At 73, Prince Charles has spent virtually his entire life in waiting. Queen Elizabeth has shown remarkable longevity (although her mother lived to be 101) as well as resilience. She has had to put up with a vast number of indiscretions in the royal family, most recently Prince Andrew being forced to settle a sex abuse lawsuit that stemmed from his association with Jeffrey Epstein. Yet, most of the royal wrath has been aimed at Harry and Meghan for breaking ranks and making a go of it on their own in LA. Meanwhile, Charles bides his time.
The Queen has passed some of her duties onto him, but most of these had previously belonged to his father. No one is ready to call him King, and many would like to see him abdicate and pass the title onto his eldest son, William, who is far more popular among the English populace. That's unlikely to happen as Charles has been waiting for this moment far too long to pass it over.
Not that he hasn't occupied his time. After a rather cavalier beginning, he settled down more and less, and tried his hand at a great number of things, ranging from architectural criticism to watercolors. I won't get into his marriage with Lady Diana, as it simply becomes too complex and unpleasant to recall.
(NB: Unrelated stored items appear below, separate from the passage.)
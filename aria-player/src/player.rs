// Aria
// Copyright (c) 2026 The Project Aria Developers.
//
// This Source Code Form is subject to the terms of the Mozilla Public
// License, v. 2.0. If a copy of the MPL was not distributed with this
// file, You can obtain one at https://mozilla.org/MPL/2.0/.

//! The `player` module is the playback state machine: a decode (producer)
//! thread filling the chunk ring from the open input, an output (consumer)
//! thread draining it into the output device, and a command channel both
//! loops poll at their boundaries.
//!
//! The producer owns the input handle; the consumer owns the output layer
//! behind its own mutex, which commands lock when they need to touch the
//! device. A sample-format change is a barrier: the producer flushes the
//! ring and waits for the consumer to drain it before bytes of the new
//! format enter, so the ring never holds two formats at once and the
//! consumer re-opens the device exactly on the track boundary.

use std::sync::atomic::{AtomicBool, Ordering};
use std::sync::{Arc, Mutex};
use std::thread;
use std::time::Duration;

use crossbeam_channel::{unbounded, Receiver, RecvTimeoutError, Sender, TryRecvError};
use log::{debug, error, warn};

use aria_core::buffer::{Buffer, CHUNK_SIZE};
use aria_core::input::{Input, InputRegistry};
use aria_core::output::OutputLayer;
use aria_core::sf::SampleFormat;
use aria_library::track_info::TrackInfo;

/// Sleep used by both loops when they have nothing to do.
const LOOP_SLEEP: Duration = Duration::from_millis(50);

/// Ring sizing assumes the canonical 44.1 kHz s16 stereo stream.
const CANONICAL_SECOND_SIZE: usize = 44100 * 4;

/// Default ring capacity in seconds of canonical audio.
const DEFAULT_BUFFER_SECONDS: u32 = 10;
// Aria
// Copyright (c) 2026 The Project Aria Developers.
//
// This Source Code Form is subject to the terms of the Mozilla Public
// License, v. 2.0. If a copy of the MPL was not distributed with this
// file, You can obtain one at https://mozilla.org/MPL/2.0/.

//! The `pcm` module converts decoder output to 16-bit signed little-endian
//! stereo.
//!
//! Conversion of 8-bit PCM is a single phase: unsigned to signed, mono to
//! stereo, and 8 to 16 bits all happen while expanding into a separate
//! buffer. Conversion of 16-bit PCM splits into an in-place phase (byte
//! order, signedness) and an expanding phase (mono to stereo). Anything
//! wider than 16 bits or with more than two channels passes through
//! untouched.

use crate::sf::SampleFormat;

/// An expanding conversion: reads samples from `src` and writes the
/// converted, possibly channel-duplicated samples to `dst`. `dst` must hold
/// `src.len() * factor` bytes, where `factor` is the scale recorded in the
/// [`Conversion`].
pub type ConvertFn = fn(dst: &mut [u8], src: &[u8]);

/// An in-place conversion over 16-bit samples.
pub type ConvertInPlaceFn = fn(buf: &mut [u8]);

/// The conversion plan for one decoder format.
#[derive(Clone, Copy, Default)]
pub struct Conversion {
    /// Expanding conversion, if one applies.
    pub convert: Option<ConvertFn>,
    /// In-place conversion, if one applies.
    pub convert_in_place: Option<ConvertInPlaceFn>,
    /// Output bytes per input byte: 4 for 8-bit mono, 2 for 8-bit stereo or
    /// 16-bit mono, 1 otherwise.
    pub scale: usize,
}

impl Conversion {
    pub fn is_noop(&self) -> bool {
        self.convert.is_none() && self.convert_in_place.is_none()
    }
}

fn convert_u8_1ch_to_s16_2ch(dst: &mut [u8], src: &[u8]) {
    for (i, &s) in src.iter().enumerate() {
        let sample = ((u16::from(s) << 8) ^ 0x8000) as i16;
        dst[4 * i..4 * i + 2].copy_from_slice(&sample.to_le_bytes());
        dst[4 * i + 2..4 * i + 4].copy_from_slice(&sample.to_le_bytes());
    }
}

fn convert_s8_1ch_to_s16_2ch(dst: &mut [u8], src: &[u8]) {
    for (i, &s) in src.iter().enumerate() {
        let sample = i16::from(s as i8) << 8;
        dst[4 * i..4 * i + 2].copy_from_slice(&sample.to_le_bytes());
        dst[4 * i + 2..4 * i + 4].copy_from_slice(&sample.to_le_bytes());
    }
}

fn convert_u8_2ch_to_s16_2ch(dst: &mut [u8], src: &[u8]) {
    for (i, &s) in src.iter().enumerate() {
        let sample = ((u16::from(s) << 8) ^ 0x8000) as i16;
        dst[2 * i..2 * i + 2].copy_from_slice(&sample.to_le_bytes());
    }
}

fn convert_s8_2ch_to_s16_2ch(dst: &mut [u8], src: &[u8]) {
    for (i, &s) in src.iter().enumerate() {
        let sample = i16::from(s as i8) << 8;
        dst[2 * i..2 * i + 2].copy_from_slice(&sample.to_le_bytes());
    }
}

fn convert_16_1ch_to_16_2ch(dst: &mut [u8], src: &[u8]) {
    for (i, sample) in src.chunks_exact(2).enumerate() {
        dst[4 * i..4 * i + 2].copy_from_slice(sample);
        dst[4 * i + 2..4 * i + 4].copy_from_slice(sample);
    }
}

fn convert_u16_le_to_s16_le(buf: &mut [u8]) {
    for sample in buf.chunks_exact_mut(2) {
        let biased = u16::from_le_bytes([sample[0], sample[1]]) ^ 0x8000;
        sample.copy_from_slice(&biased.to_le_bytes());
    }
}

fn convert_u16_be_to_s16_le(buf: &mut [u8]) {
    for sample in buf.chunks_exact_mut(2) {
        let biased = u16::from_be_bytes([sample[0], sample[1]]) ^ 0x8000;
        sample.copy_from_slice(&biased.to_le_bytes());
    }
}

fn convert_s16_be_to_s16_le(buf: &mut [u8]) {
    for sample in buf.chunks_exact_mut(2) {
        sample.swap(0, 1);
    }
}

/// Pick the conversion plan for `sf`. Returns a no-op plan with scale 1 when
/// the format passes through untouched.
pub fn conversion(sf: &SampleFormat) -> Conversion {
    let mut conv = Conversion { convert: None, convert_in_place: None, scale: 1 };

    if sf.bits == 8 {
        if sf.channels == 1 {
            conv.scale = 4;
            conv.convert = Some(if sf.signed {
                convert_s8_1ch_to_s16_2ch as ConvertFn
            }
            else {
                convert_u8_1ch_to_s16_2ch as ConvertFn
            });
        }
        else if sf.channels == 2 {
            conv.scale = 2;
            conv.convert = Some(if sf.signed {
                convert_s8_2ch_to_s16_2ch as ConvertFn
            }
            else {
                convert_u8_2ch_to_s16_2ch as ConvertFn
            });
        }
    }
    else if sf.bits == 16 {
        if sf.channels == 1 {
            conv.scale = 2;
            conv.convert = Some(convert_16_1ch_to_16_2ch as ConvertFn);
        }
        if sf.channels <= 2 {
            conv.convert_in_place = match (sf.signed, sf.big_endian) {
                (false, false) => Some(convert_u16_le_to_s16_le as ConvertInPlaceFn),
                (false, true) => Some(convert_u16_be_to_s16_le as ConvertInPlaceFn),
                (true, true) => Some(convert_s16_be_to_s16_le as ConvertInPlaceFn),
                (true, false) => None,
            };
        }
    }

    conv
}

/// The sample format presented upstream once the plan in `conversion` has
/// been applied: canonical s16-LE stereo when any conversion applies,
/// otherwise the decoder's format verbatim.
pub fn converted_format(sf: &SampleFormat) -> SampleFormat {
    if conversion(sf).is_noop() {
        *sf
    }
    else {
        SampleFormat::s16_le(sf.rate)
    }
}
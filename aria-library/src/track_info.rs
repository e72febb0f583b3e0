// Aria
// Copyright (c) 2026 The Project Aria Developers.
//
// This Source Code Form is subject to the terms of the Mozilla Public
// License, v. 2.0. If a copy of the MPL was not distributed with this
// file, You can obtain one at https://mozilla.org/MPL/2.0/.

//! The `track_info` module defines the cached metadata record for one file
//! or URL.

use std::sync::Arc;

use aria_core::comment::Comments;
use aria_core::http;

/// Metadata for one track, keyed by its absolute filename or URL. Shared
/// across the store, the library views, and the play queue through an
/// `Arc`; the last owner frees it.
#[derive(Debug)]
pub struct TrackInfo {
    /// Absolute filename, or URL for streams.
    pub filename: String,
    pub comments: Comments,
    /// Duration in whole seconds, -1 when unknown.
    pub duration: i64,
    /// Filesystem mtime in seconds since the epoch, -1 for URLs.
    pub mtime: i64,
}

impl TrackInfo {
    pub fn new(filename: String, comments: Comments, duration: i64, mtime: i64) -> Arc<Self> {
        Arc::new(TrackInfo { filename, comments, duration, mtime })
    }

    /// A stream entry: no comments, unknown duration, no mtime.
    pub fn for_url(url: String) -> Arc<Self> {
        Arc::new(TrackInfo { filename: url, comments: Comments::new(), duration: -1, mtime: -1 })
    }

    pub fn is_url(&self) -> bool {
        http::is_url(&self.filename)
    }

    /// True when the track has any of the tags the tree view is built from.
    pub fn has_tag(&self) -> bool {
        self.comments.get("artist").is_some()
            || self.comments.get("album").is_some()
            || self.comments.get("title").is_some()
    }

    /// Word search over artist, album, and title; falls back to the
    /// basename for untagged tracks.
    pub fn matches(&self, text: &str) -> bool {
        let artist = self.comments.get("artist");
        let album = self.comments.get("album");
        let title = self.comments.get("title");

        let mut matched = false;
        for word in text.split_whitespace() {
            matched = true;
            if artist.is_some() || album.is_some() || title.is_some() {
                let hit = [artist, album, title]
                    .iter()
                    .flatten()
                    .any(|field| contains_ci(field, word));
                if !hit {
                    return false;
                }
            }
            else {
                let basename = self.filename.rsplit('/').next().unwrap_or(&self.filename);
                if !contains_ci(basename, word) {
                    return false;
                }
            }
        }
        matched
    }
}

fn contains_ci(haystack: &str, needle: &str) -> bool {
    haystack.to_lowercase().contains(&needle.to_lowercase())
}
Lately, he has taken on "affordable housing," if you can call it that. His Poundbury looks like something out of Edwardian times, with the cheapest one-bedroom flat selling for 190,000 quid. You might call it the maid's room.
Charles has been a stern critic of contemporary architecture, admonishing the Royal Institute of British Architects time and again. Much of his wrath was aimed at Sir Richard Rogers, who until his death in 2021 was widely regarded as the greatest living British architect. Charles simply couldn't get his modern forms, favoring traditional architecture instead. So, the Prince set about making his model village in 1993, which now bears fruition nearly 30 years later.
You can take Poundbury or leave it. He enlisted the Luxembourg architect, Leon Krier, who drew up the town plan along the same lines as Seaside, Florida, which he had previously consulted on. It harks back to the more gentle times of England, recalling the virtues of Ebenezer Howard's Garden Cities. I suppose in this sense you can call it sustainable. This movement has been dubbed New Urbanism, and has become very popular among those trying to evoke more simple times. Disney built several villages along these lines in Central Florida, such as Celebration, which takes this urbanism to the level of kitsch.
Granted, modern architecture can be overwhelming at times, but you can achieve these same urban goals with modern forms. Charles Moore did it with Sea Ranch, California, in the 1970s, which looks as fresh today as it did when it was started. In fact, many modern architects have experimented with local vernacular forms, seeing if they can turn them into something fresh and inspiring. The whole point of architecture is to capture the times we live in.
Not so for Prince Charles, he prefers the staid architecture he grew up in, and feels these traditional forms are timeless. He sees Poundbury as his architectural legacy.
I suppose there are worse things he could have done, like become a painter. His watercolors were once on exhibit in Vilnius, and very few local art critics came away impressed, least of all my mother-in-law. She said she did better watercolors in high school. Like his architecture, Charles seems trapped in the past. As bad as they are, they sure do make the rounds. I don't know if this is something he still does, or if the same watercolors are on perpetual tour.
Suffice it to say, Charles in no way represents progress. He isn't going to further the Crown one bit. Rather, he will sink it into an even deeper miasma than it already is. Whether his creative abilities were stifled as a child in that rough boarding school his father shipped him away to, or he simply lacked the creative genius to ever be more than a prince in waiting is anyone's guess.
The worst part about it is that William will now be forced to wait. Hopefully, not as long as his father, but most likely he won't take the throne before he turns 60, as it seems this royal family has remarkable longevity in its genes.